The Space Shuttle was particularly problematic because the solid rocket boosters couldn't be shut off and would cook anything attempting to get away from the failing boosters. Between booster ignition and booster separation:

  • Structural failure of any part, (booster, tank or shuttle) was not survivable.
  • Significant booster thrust differential was not survivable.
  • Failure of a booster to properly ignite was not survivable.
  • One or two main engines out was survivable on condition everything held together until after booster separation.
  • Three main engines out was not survivable.

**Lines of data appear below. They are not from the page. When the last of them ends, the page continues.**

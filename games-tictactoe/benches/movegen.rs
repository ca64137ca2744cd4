use criterion::{black_box, criterion_group, criterion_main, Criterion};

use games_tictactoe::TicTacToe;
use ronin_core::Game;

fn bench_make_unmake(c: &mut Criterion) {
    c.bench_function("make_unmake_full_line", |b| {
        b.iter(|| {
            let mut game = TicTacToe::new();

            for mv in [4, 0, 8, 2, 1, 7, 3, 5, 6] {
                game.make_move(black_box(mv));
            }

            game.unmake_moves(9);
            black_box(game.hash())
        })
    });
}

fn bench_move_generation(c: &mut Criterion) {
    c.bench_function("legal_moves_start_position", |b| {
        let game = TicTacToe::new();
        b.iter(|| black_box(game.legal_moves()))
    });
}

criterion_group!(benches, bench_make_unmake, bench_move_generation);
criterion_main!(benches);
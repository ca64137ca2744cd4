//! Engine variants.
//!
//! The search loop is shared by every Monte Carlo engine; what differs
//! is how fresh leaves are evaluated and how edge priorities are
//! computed. Variants plug those policies in at compile time, so no
//! dynamic dispatch sits on the selection path.

use rand::{Rng, SeedableRng};
use rand_chacha::ChaCha20Rng;

use ronin_core::game::{Game, NULL_MOVE};

use crate::node::UctNode;

/// Selection and evaluation policy of a Monte Carlo engine.
pub trait Variant<G: Game>: Send + Default {
    /// Default exploration bias of this variant.
    const DEFAULT_BIAS: f64;

    /// Evaluates a fresh leaf. The default relies on the game's
    /// heuristic; the game must be left exactly as it was received.
    fn simulate(&mut self, game: &mut G, max_depth: u32) -> i32 {
        let _ = max_depth;
        game.score()
    }

    /// Score of a node as seen by the selection formulas.
    fn node_score(&self, node: &UctNode) -> f64 {
        node.score
    }

    /// Hook invoked after a leaf receives its first evaluation.
    fn init_node(&self, node: &mut UctNode, score: f64, explore_factor: f64) {
        let _ = (node, score, explore_factor);
    }

    /// Parent term of the priority formula.
    fn parent_factor(&self, parent: &UctNode) -> f64 {
        (parent.count as f64).ln()
    }

    /// Expansion priority of an edge; the engine descends into the
    /// child with the minimum priority.
    fn priority(&self, child: &UctNode, factor: f64, bias: f64) -> f64 {
        let exploration = (factor / child.count as f64).sqrt();
        self.node_score(child) - exploration * bias
    }
}

/// Classic UCB1 selection over the game heuristic.
#[derive(Debug, Default)]
pub struct Ucb1;

impl<G: Game> Variant<G> for Ucb1 {
    const DEFAULT_BIAS: f64 = 0.353;
}

/// Uniformly random playouts instead of a heuristic.
#[derive(Debug)]
pub struct Rollout {
    random: ChaCha20Rng,
}

impl Rollout {
    /// Creates a playout policy with a reproducible seed.
    pub fn with_seed(seed: u64) -> Self {
        Self {
            random: ChaCha20Rng::seed_from_u64(seed),
        }
    }
}

impl Default for Rollout {
    fn default() -> Self {
        Self {
            random: ChaCha20Rng::from_entropy(),
        }
    }
}

/// Plays uniformly random moves until the match ends or the depth
/// budget runs out, then rewinds the game and returns the outcome.
fn random_playout<G: Game>(random: &mut ChaCha20Rng, game: &mut G, max_depth: u32) -> i32 {
    let mut depth = 0;

    while depth < max_depth && !game.has_ended() {
        let mv = random_move(random, game);

        if mv == NULL_MOVE {
            break;
        }

        game.make_move(mv);
        depth += 1;
    }

    let score = game.outcome();
    game.unmake_moves(depth as usize);

    score
}

/// Selects a move uniformly from the move generator.
///
/// Uses a variant of reservoir sampling that works without knowing
/// how many moves the generator will produce: the n-th candidate
/// replaces the current choice with probability 1/n.
fn random_move<G: Game>(random: &mut ChaCha20Rng, game: &mut G) -> i32 {
    let mut count = 0u32;
    let mut choice = NULL_MOVE;

    loop {
        let mv = game.next_move();

        if mv == NULL_MOVE {
            break;
        }

        count += 1;

        if random.gen_range(0..count) == 0 {
            choice = mv;
        }
    }

    choice
}

impl<G: Game> Variant<G> for Rollout {
    const DEFAULT_BIAS: f64 = 0.707;

    fn simulate(&mut self, game: &mut G, max_depth: u32) -> i32 {
        random_playout(&mut self.random, game, max_depth)
    }
}

/// Cooperative single-player policy.
///
/// Simulates two players secretly working together: scores are read
/// through the mover's sign during selection, so north steers toward
/// the worst continuation while south steers toward the best. Pairs
/// with games whose utility treats losses as draws.
#[derive(Debug)]
pub struct Cooperative {
    random: ChaCha20Rng,
}

impl Cooperative {
    /// Creates a playout policy with a reproducible seed.
    pub fn with_seed(seed: u64) -> Self {
        Self {
            random: ChaCha20Rng::seed_from_u64(seed),
        }
    }
}

impl Default for Cooperative {
    fn default() -> Self {
        Self {
            random: ChaCha20Rng::from_entropy(),
        }
    }
}

impl<G: Game> Variant<G> for Cooperative {
    const DEFAULT_BIAS: f64 = 0.353;

    fn simulate(&mut self, game: &mut G, max_depth: u32) -> i32 {
        random_playout(&mut self.random, game, max_depth)
    }

    fn node_score(&self, node: &UctNode) -> f64 {
        -f64::from(node.turn) * node.score
    }
}

/// Predictor selection (PUCB).
///
/// Each node carries a prior bias proportional to the magnitude of
/// its first evaluation, and the priority decays with the visit ratio
/// between parent and child rather than with the UCB1 logarithm.
#[derive(Debug, Default)]
pub struct Predictor;

impl<G: Game> Variant<G> for Predictor {
    const DEFAULT_BIAS: f64 = 0.353;

    fn init_node(&self, node: &mut UctNode, score: f64, explore_factor: f64) {
        node.bias = explore_factor * score.abs();
    }

    fn parent_factor(&self, parent: &UctNode) -> f64 {
        (parent.count as f64).sqrt()
    }

    fn priority(&self, child: &UctNode, factor: f64, _bias: f64) -> f64 {
        let exploration = factor / child.count as f64;
        child.score - exploration * child.bias
    }
}

#[cfg(test)]
mod tests {
    use super::*;
    use games_tictactoe::TicTacToe;
    use ronin_core::{Game, SOUTH};

    #[test]
    fn default_biases() {
        assert!((<Ucb1 as Variant<TicTacToe>>::DEFAULT_BIAS - 0.353).abs() < 1e-9);
        assert!((<Rollout as Variant<TicTacToe>>::DEFAULT_BIAS - 0.707).abs() < 1e-9);
    }

    #[test]
    fn cooperative_orients_scores_by_turn() {
        let policy = Cooperative::with_seed(1);

        let mut node = UctNode::new(0, 0, SOUTH, 0, false);
        node.init_score(50.0);
        assert!((Variant::<TicTacToe>::node_score(&policy, &node) + 50.0).abs() < 1e-9);

        node.turn = -SOUTH;
        assert!((Variant::<TicTacToe>::node_score(&policy, &node) - 50.0).abs() < 1e-9);
    }

    #[test]
    fn predictor_sets_the_prior_bias() {
        let policy = Predictor;
        let mut node = UctNode::new(0, 0, SOUTH, 0, false);

        Variant::<TicTacToe>::init_node(&policy, &mut node, -40.0, 0.5);
        assert!((node.bias - 20.0).abs() < 1e-9);
    }

    #[test]
    fn reservoir_sampling_covers_every_move() {
        let mut random = ChaCha20Rng::seed_from_u64(3);
        let mut game = TicTacToe::new();
        let mut seen = [0u32; 9];

        for _ in 0..2000 {
            let mv = random_move(&mut random, &mut game);
            seen[mv as usize] += 1;
            game.set_cursor(0);
        }

        // Every opening move is reachable and none dominates
        for &count in &seen {
            assert!(count > 100, "skewed distribution: {seen:?}");
        }
    }

    #[test]
    fn playout_rewinds_the_game() {
        let mut random = ChaCha20Rng::seed_from_u64(9);
        let mut game = TicTacToe::new();
        let hash = game.hash();

        for _ in 0..20 {
            let score = random_playout(&mut random, &mut game, 64);
            assert!(score.abs() <= game.infinity());
            assert_eq!(game.hash(), hash);
            assert_eq!(game.length(), 0);
        }
    }
}
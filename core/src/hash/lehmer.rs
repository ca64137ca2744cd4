//! Lehmer code hashing.

use super::HashFunction;

/// Minimal perfect hashing of integer arrays.
///
/// Uses Lehmer codes to compute the hash of each array. Requires that
/// the arrays to hash represent a permutation without replacement:
/// each element is a distinct number from zero to `count`. Partial
/// permutations are supported when `length < count`.
#[derive(Debug, Clone)]
pub struct LehmerHash {
    /// Positional bases of the mixed-radix code
    bases: Vec<u64>,

    /// Fixed length of the hashed arrays
    length: usize,
}

impl LehmerHash {
    /// Creates a hash function for partial permutations of `length`
    /// distinct elements drawn from `count` candidates.
    pub fn new(count: usize, length: usize) -> Self {
        assert!(length > 0 && length <= count);

        let bases = (0..length)
            .map(|i| {
                let n = (count - i - 1) as u64;
                let k = (length - i - 1) as u64;
                factorial(k) * binomial(n, k)
            })
            .collect();

        Self { bases, length }
    }

    /// Converts a hash back into its array representation.
    pub fn unhash(&self, mut hash: u64) -> Vec<i32> {
        let mut state = vec![0i32; self.length];

        for (i, &base) in self.bases.iter().enumerate() {
            state[i] = (hash / base) as i32;
            hash %= base;
        }

        for i in (0..self.length).rev() {
            for n in i + 1..self.length {
                if state[n] >= state[i] {
                    state[n] += 1;
                }
            }
        }

        state
    }
}

impl HashFunction for LehmerHash {
    fn hash(&self, state: &[i32]) -> u64 {
        let mut counted = 1u64 << state[0];
        let mut hash = state[0] as u64 * self.bases[0];

        for i in 1..self.length {
            let bit = 1u64 << state[i];
            let lower = (counted & (bit - 1)).count_ones();
            hash += (state[i] as u64 - u64::from(lower)) * self.bases[i];
            counted ^= bit;
        }

        hash
    }
}

/// Factorial of an integer.
fn factorial(n: u64) -> u64 {
    (1..=n).product::<u64>().max(1)
}

/// Binomial coefficient C(n, k).
fn binomial(n: u64, mut k: u64) -> u64 {
    if k > n {
        return 0;
    }

    if k > n - k {
        k = n - k;
    }

    let mut value = 1u64;

    for i in 0..k {
        value *= n - i;
        value /= i + 1;
    }

    value
}

#[cfg(test)]
mod tests {
    use super::*;
    use std::collections::HashSet;

    #[test]
    fn helpers() {
        assert_eq!(factorial(0), 1);
        assert_eq!(factorial(5), 120);
        assert_eq!(binomial(5, 2), 10);
        assert_eq!(binomial(6, 6), 1);
        assert_eq!(binomial(3, 5), 0);
    }

    #[test]
    fn full_permutations_are_perfectly_hashed() {
        let lehmer = LehmerHash::new(4, 4);
        let mut seen = HashSet::new();

        for p in permutations(&[0, 1, 2, 3]) {
            let hash = lehmer.hash(&p);
            assert!(hash < 24, "hash {hash} out of range for {p:?}");
            assert!(seen.insert(hash), "collision on {p:?}");
            assert_eq!(lehmer.unhash(hash), p);
        }

        assert_eq!(seen.len(), 24);
    }

    #[test]
    fn partial_permutations_are_perfectly_hashed() {
        let lehmer = LehmerHash::new(5, 2);
        let mut seen = HashSet::new();

        for a in 0..5 {
            for b in 0..5 {
                if a == b {
                    continue;
                }

                let state = [a, b];
                let hash = lehmer.hash(&state);
                assert!(hash < 20);
                assert!(seen.insert(hash));
                assert_eq!(lehmer.unhash(hash), state);
            }
        }

        assert_eq!(seen.len(), 20);
    }

    fn permutations(items: &[i32]) -> Vec<Vec<i32>> {
        if items.len() <= 1 {
            return vec![items.to_vec()];
        }

        let mut result = Vec::new();

        for (i, &item) in items.iter().enumerate() {
            let mut rest = items.to_vec();
            rest.remove(i);

            for mut p in permutations(&rest) {
                p.insert(0, item);
                result.push(p);
            }
        }

        result
    }
}
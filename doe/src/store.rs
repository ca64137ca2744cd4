//! SQLite-backed node store.
//!
//! Structured rows keyed by an integer node id. The store belongs to
//! the driver thread; workers never touch it, so no locking wraps the
//! connection.

use std::path::Path;

use rusqlite::{params, Connection, OptionalExtension, Row};
use thiserror::Error;

use crate::node::{DoeNode, NO_KEY};

/// Errors raised by the node store.
#[derive(Debug, Error)]
pub enum StoreError {
    #[error("database failure: {0}")]
    Database(#[from] rusqlite::Error),
}

/// Key/value store of persisted tree nodes.
///
/// The root node always lives under key 1, which SQLite guarantees by
/// assigning the first inserted row that id.
pub struct DoeStore {
    conn: Connection,
}

impl DoeStore {
    /// Opens a store file, creating the schema if needed.
    pub fn open<P: AsRef<Path>>(path: P) -> Result<Self, StoreError> {
        Self::with_connection(Connection::open(path)?)
    }

    /// Opens a transient in-memory store.
    pub fn open_in_memory() -> Result<Self, StoreError> {
        Self::with_connection(Connection::open_in_memory()?)
    }

    fn with_connection(conn: Connection) -> Result<Self, StoreError> {
        conn.execute(
            "CREATE TABLE IF NOT EXISTS nodes (
                id INTEGER PRIMARY KEY,
                parent INTEGER NOT NULL,
                child INTEGER NOT NULL,
                sibling INTEGER NOT NULL,
                hash INTEGER NOT NULL,
                move INTEGER NOT NULL,
                turn INTEGER NOT NULL,
                count INTEGER NOT NULL,
                score REAL NOT NULL,
                waiting INTEGER NOT NULL,
                evaluated INTEGER NOT NULL,
                terminal INTEGER NOT NULL,
                expanded INTEGER NOT NULL,
                moves BLOB NOT NULL
            )",
            [],
        )?;

        Ok(Self { conn })
    }

    /// Node stored under the given key, if the key resolves.
    pub fn read(&self, key: i64) -> Result<Option<DoeNode>, StoreError> {
        if key == NO_KEY {
            return Ok(None);
        }

        let node = self
            .conn
            .query_row("SELECT * FROM nodes WHERE id = ?1", params![key], row_to_node)
            .optional()?;

        Ok(node)
    }

    /// Persists a node, assigning its key on the first write.
    pub fn write(&self, node: &mut DoeNode) -> Result<(), StoreError> {
        if node.id == NO_KEY {
            self.conn.execute(
                "INSERT INTO nodes
                 (parent, child, sibling, hash, move, turn, count, score,
                  waiting, evaluated, terminal, expanded, moves)
                 VALUES (?1, ?2, ?3, ?4, ?5, ?6, ?7, ?8, ?9, ?10, ?11, ?12, ?13)",
                params![
                    node.parent,
                    node.child,
                    node.sibling,
                    node.hash as i64,
                    node.mv,
                    node.turn,
                    node.count,
                    node.score,
                    node.waiting,
                    node.evaluated as i32,
                    node.terminal as i32,
                    node.expanded as i32,
                    node.encode_moves(),
                ],
            )?;

            node.id = self.conn.last_insert_rowid();
        } else {
            self.conn.execute(
                "INSERT OR REPLACE INTO nodes
                 (id, parent, child, sibling, hash, move, turn, count, score,
                  waiting, evaluated, terminal, expanded, moves)
                 VALUES (?1, ?2, ?3, ?4, ?5, ?6, ?7, ?8, ?9, ?10, ?11, ?12, ?13, ?14)",
                params![
                    node.id,
                    node.parent,
                    node.child,
                    node.sibling,
                    node.hash as i64,
                    node.mv,
                    node.turn,
                    node.count,
                    node.score,
                    node.waiting,
                    node.evaluated as i32,
                    node.terminal as i32,
                    node.expanded as i32,
                    node.encode_moves(),
                ],
            )?;
        }

        Ok(())
    }

    /// All stored nodes.
    pub fn values(&self) -> Result<Vec<DoeNode>, StoreError> {
        let mut stmt = self.conn.prepare("SELECT * FROM nodes ORDER BY id")?;
        let nodes = stmt
            .query_map([], row_to_node)?
            .collect::<Result<Vec<_>, _>>()?;

        Ok(nodes)
    }

    /// Stored nodes still awaiting their evaluation.
    pub fn unevaluated(&self) -> Result<Vec<DoeNode>, StoreError> {
        let mut stmt = self
            .conn
            .prepare("SELECT * FROM nodes WHERE evaluated = 0 ORDER BY id")?;
        let nodes = stmt
            .query_map([], row_to_node)?
            .collect::<Result<Vec<_>, _>>()?;

        Ok(nodes)
    }

    /// Number of stored nodes.
    pub fn len(&self) -> Result<usize, StoreError> {
        let count: i64 = self
            .conn
            .query_row("SELECT COUNT(*) FROM nodes", [], |row| row.get(0))?;

        Ok(count as usize)
    }

    /// Whether the store holds no nodes.
    pub fn is_empty(&self) -> Result<bool, StoreError> {
        Ok(self.len()? == 0)
    }

    /// Flushes and closes the connection.
    pub fn close(self) -> Result<(), StoreError> {
        self.conn.close().map_err(|(_, error)| error)?;
        Ok(())
    }
}

fn row_to_node(row: &Row<'_>) -> rusqlite::Result<DoeNode> {
    Ok(DoeNode {
        id: row.get("id")?,
        parent: row.get("parent")?,
        child: row.get("child")?,
        sibling: row.get("sibling")?,
        hash: row.get::<_, i64>("hash")? as u64,
        mv: row.get("move")?,
        turn: row.get("turn")?,
        count: row.get("count")?,
        score: row.get("score")?,
        waiting: row.get("waiting")?,
        evaluated: row.get::<_, i32>("evaluated")? != 0,
        terminal: row.get::<_, i32>("terminal")? != 0,
        expanded: row.get::<_, i32>("expanded")? != 0,
        moves: DoeNode::decode_moves(&row.get::<_, Vec<u8>>("moves")?),
    })
}

#[cfg(test)]
mod tests {
    use super::*;

    fn sample_node(moves: Vec<i32>) -> DoeNode {
        let mut node = DoeNode {
            id: NO_KEY,
            parent: NO_KEY,
            child: NO_KEY,
            sibling: NO_KEY,
            hash: 0xDEAD_BEEF_DEAD_BEEF,
            mv: 4,
            turn: -1,
            count: 3,
            score: -12.5,
            waiting: 1,
            evaluated: false,
            terminal: false,
            expanded: true,
            moves,
        };

        node.update_score(2.0);
        node
    }

    #[test]
    fn first_write_assigns_key_one() {
        let store = DoeStore::open_in_memory().unwrap();
        let mut node = sample_node(vec![]);

        store.write(&mut node).unwrap();
        assert_eq!(node.id, 1);
    }

    #[test]
    fn read_write_round_trip() {
        let store = DoeStore::open_in_memory().unwrap();
        let mut node = sample_node(vec![4, 0, 8]);

        store.write(&mut node).unwrap();
        let stored = store.read(node.id).unwrap().unwrap();

        assert_eq!(stored, node);
    }

    #[test]
    fn rewrites_update_in_place() {
        let store = DoeStore::open_in_memory().unwrap();
        let mut node = sample_node(vec![1]);

        store.write(&mut node).unwrap();
        node.evaluated = true;
        node.update_score(100.0);
        store.write(&mut node).unwrap();

        assert_eq!(store.len().unwrap(), 1);
        let stored = store.read(node.id).unwrap().unwrap();
        assert!(stored.evaluated);
        assert_eq!(stored.count, node.count);
    }

    #[test]
    fn missing_keys_do_not_resolve() {
        let store = DoeStore::open_in_memory().unwrap();
        assert!(store.read(NO_KEY).unwrap().is_none());
        assert!(store.read(42).unwrap().is_none());
    }

    #[test]
    fn unevaluated_filters_finished_nodes() {
        let store = DoeStore::open_in_memory().unwrap();

        let mut pending = sample_node(vec![1]);
        let mut done = sample_node(vec![2]);
        done.evaluated = true;

        store.write(&mut pending).unwrap();
        store.write(&mut done).unwrap();

        let waiting = store.unevaluated().unwrap();
        assert_eq!(waiting.len(), 1);
        assert_eq!(waiting[0].id, pending.id);

        assert_eq!(store.values().unwrap().len(), 2);
    }

    #[test]
    fn store_persists_across_reopens() {
        let dir = tempfile::tempdir().unwrap();
        let path = dir.path().join("book.db");

        let mut node = sample_node(vec![4]);
        {
            let store = DoeStore::open(&path).unwrap();
            store.write(&mut node).unwrap();
            store.close().unwrap();
        }

        let store = DoeStore::open(&path).unwrap();
        assert_eq!(store.read(node.id).unwrap().unwrap(), node);
    }
}
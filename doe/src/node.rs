//! Persisted tree nodes.

use ronin_core::game::Game;

/// Store key that resolves to no node.
pub const NO_KEY: i64 = 0;

/// A tree node persisted to the key/value store.
///
/// Links between nodes are store keys rather than references; a key
/// that does not resolve terminates the chain. The `moves` path from
/// the root is carried on every node so external evaluators can
/// replay the position without touching the shared game.
#[derive(Debug, Clone, PartialEq)]
pub struct DoeNode {
    /// Store key, assigned on first write ([`NO_KEY`] until then)
    pub id: i64,

    /// Key of the parent node
    pub parent: i64,

    /// Key of the head of the child list
    pub child: i64,

    /// Key of the next sibling
    pub sibling: i64,

    /// Hash of the position
    pub hash: u64,

    /// Edge move that led here from the parent
    pub mv: i32,

    /// Player to move at this position
    pub turn: i32,

    /// Number of evaluations folded into the score
    pub count: i64,

    /// Mean evaluation score, from this node's mover viewpoint
    pub score: f64,

    /// Descendant evaluations outstanding (the virtual-loss weight)
    pub waiting: i32,

    /// Whether the node received its evaluation
    pub evaluated: bool,

    /// Whether the match ended at this position
    pub terminal: bool,

    /// Whether the children of this node were created
    pub expanded: bool,

    /// Moves from the root position to this node
    pub moves: Vec<i32>,
}

impl DoeNode {
    /// Creates a node for the current position of a game.
    pub fn from_game<G: Game>(game: &G, mv: i32) -> Self {
        Self {
            id: NO_KEY,
            parent: NO_KEY,
            child: NO_KEY,
            sibling: NO_KEY,
            hash: game.hash(),
            mv,
            turn: game.turn(),
            count: 0,
            score: 0.0,
            waiting: 0,
            evaluated: false,
            terminal: game.has_ended(),
            expanded: false,
            moves: game.moves(),
        }
    }

    /// Folds a new sample into the running mean.
    pub fn update_score(&mut self, score: f64) {
        self.count += 1;
        self.score += (score - self.score) / self.count as f64;
    }

    /// Serializes the move path as little-endian words.
    pub fn encode_moves(&self) -> Vec<u8> {
        let mut bytes = Vec::with_capacity(4 * self.moves.len());

        for &mv in &self.moves {
            bytes.extend_from_slice(&mv.to_le_bytes());
        }

        bytes
    }

    /// Parses a move path serialized by [`DoeNode::encode_moves`].
    pub fn decode_moves(bytes: &[u8]) -> Vec<i32> {
        bytes
            .chunks_exact(4)
            .map(|chunk| i32::from_le_bytes([chunk[0], chunk[1], chunk[2], chunk[3]]))
            .collect()
    }
}

#[cfg(test)]
mod tests {
    use super::*;

    #[test]
    fn move_path_round_trip() {
        let moves = vec![4, 0, 8, -1, 1 << 20];

        let node = DoeNode {
            id: NO_KEY,
            parent: NO_KEY,
            child: NO_KEY,
            sibling: NO_KEY,
            hash: 0,
            mv: -1,
            turn: 1,
            count: 0,
            score: 0.0,
            waiting: 0,
            evaluated: false,
            terminal: false,
            expanded: false,
            moves: moves.clone(),
        };

        assert_eq!(DoeNode::decode_moves(&node.encode_moves()), moves);
        assert!(DoeNode::decode_moves(&[]).is_empty());
    }

    #[test]
    fn update_score_keeps_a_running_mean() {
        let mut node = DoeNode {
            id: NO_KEY,
            parent: NO_KEY,
            child: NO_KEY,
            sibling: NO_KEY,
            hash: 0,
            mv: -1,
            turn: 1,
            count: 0,
            score: 0.0,
            waiting: 0,
            evaluated: false,
            terminal: false,
            expanded: false,
            moves: Vec::new(),
        };

        node.update_score(10.0);
        node.update_score(30.0);

        assert_eq!(node.count, 2);
        assert!((node.score - 20.0).abs() < 1e-9);
    }
}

Basically IMO the only business solid rockets have anywhere near manned launches is in the launch-escape system and ullage motors. The sooner they replace the SLS solids with advanced kerolox boosters the better.

There were plenty of plans for aborting launch, but it was known that plenty of them were impossible (for at least some stages of the mission).  I think by the time they simulated all of them it turned out that nearly all were certain death.

Also note the most spectacular recent [unmanned] rocket explosions were kerlox beasts.  Falcon 9 exploded and Antares failed to lift, although I suspect both were survivable with launch-escape systems.  The shuttle's issue was that the escape system (the shuttle itself) was too big to abort a SRB failure.  Of the many issues with SLS, I doubt the SRBs will be a huge issue (unless they completely fail to build a working escape system).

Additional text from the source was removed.